* _Excerpted data_:
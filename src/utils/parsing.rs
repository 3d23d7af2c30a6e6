/// Parse de algo como: [1, 3, 224, 224]
pub fn parse_usize_list(text: &str) -> Result<Vec<usize>, String> {
    let inner = text.trim();
    if !inner.starts_with('[') || !inner.ends_with(']') {
        return Err(format!("Expected [d1, d2, ...], got: {}", text));
    }
    let inner = &inner[1..inner.len() - 1]; // sin [ ]
    if inner.trim().is_empty() {
        return Ok(Vec::new());
    }
    let mut out = Vec::new();
    for part in inner.split(',') {
        let p = part.trim();
        let n: usize = p.parse().map_err(|_| format!("Invalid dimension: {}", p))?;
        out.push(n);
    }
    Ok(out)
}

/// Dims as given on the command line: `[2, 3]`, `2,3` or `2x3`.
pub fn parse_dims(text: &str) -> Result<Vec<usize>, String> {
    let t = text.trim();
    if t.starts_with('[') {
        return parse_usize_list(t);
    }
    let sep = if t.contains('x') { 'x' } else { ',' };
    t.split(sep)
        .map(|p| {
            let p = p.trim();
            p.parse::<usize>()
                .map_err(|_| format!("Invalid dimension: {}", p))
        })
        .collect()
}

#[cfg(test)]
mod tests {
    use super::*;

    #[test]
    fn test_bracketed_list() {
        assert_eq!(parse_usize_list("[1, 3, 224, 224]").unwrap(), vec![1, 3, 224, 224]);
        assert_eq!(parse_usize_list("[]").unwrap(), Vec::<usize>::new());
        assert!(parse_usize_list("1, 2").is_err());
        assert!(parse_usize_list("[1, a]").is_err());
    }

    #[test]
    fn test_cli_dims() {
        assert_eq!(parse_dims("2x3x4").unwrap(), vec![2, 3, 4]);
        assert_eq!(parse_dims("2, 3").unwrap(), vec![2, 3]);
        assert_eq!(parse_dims("[8]").unwrap(), vec![8]);
        assert!(parse_dims("2x-1").is_err());
    }
}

* _What you need to do_: Where a line in the records above contains the word "format", copy that line.

* _Answer section_:
        return Err(format!("Expected [d1, d2, ...], got: {}", text));
        let n: usize = p.parse().map_err(|_| format!("Invalid dimension: {}", p))?;
                .map_err(|_| format!("Invalid dimension: {}", p))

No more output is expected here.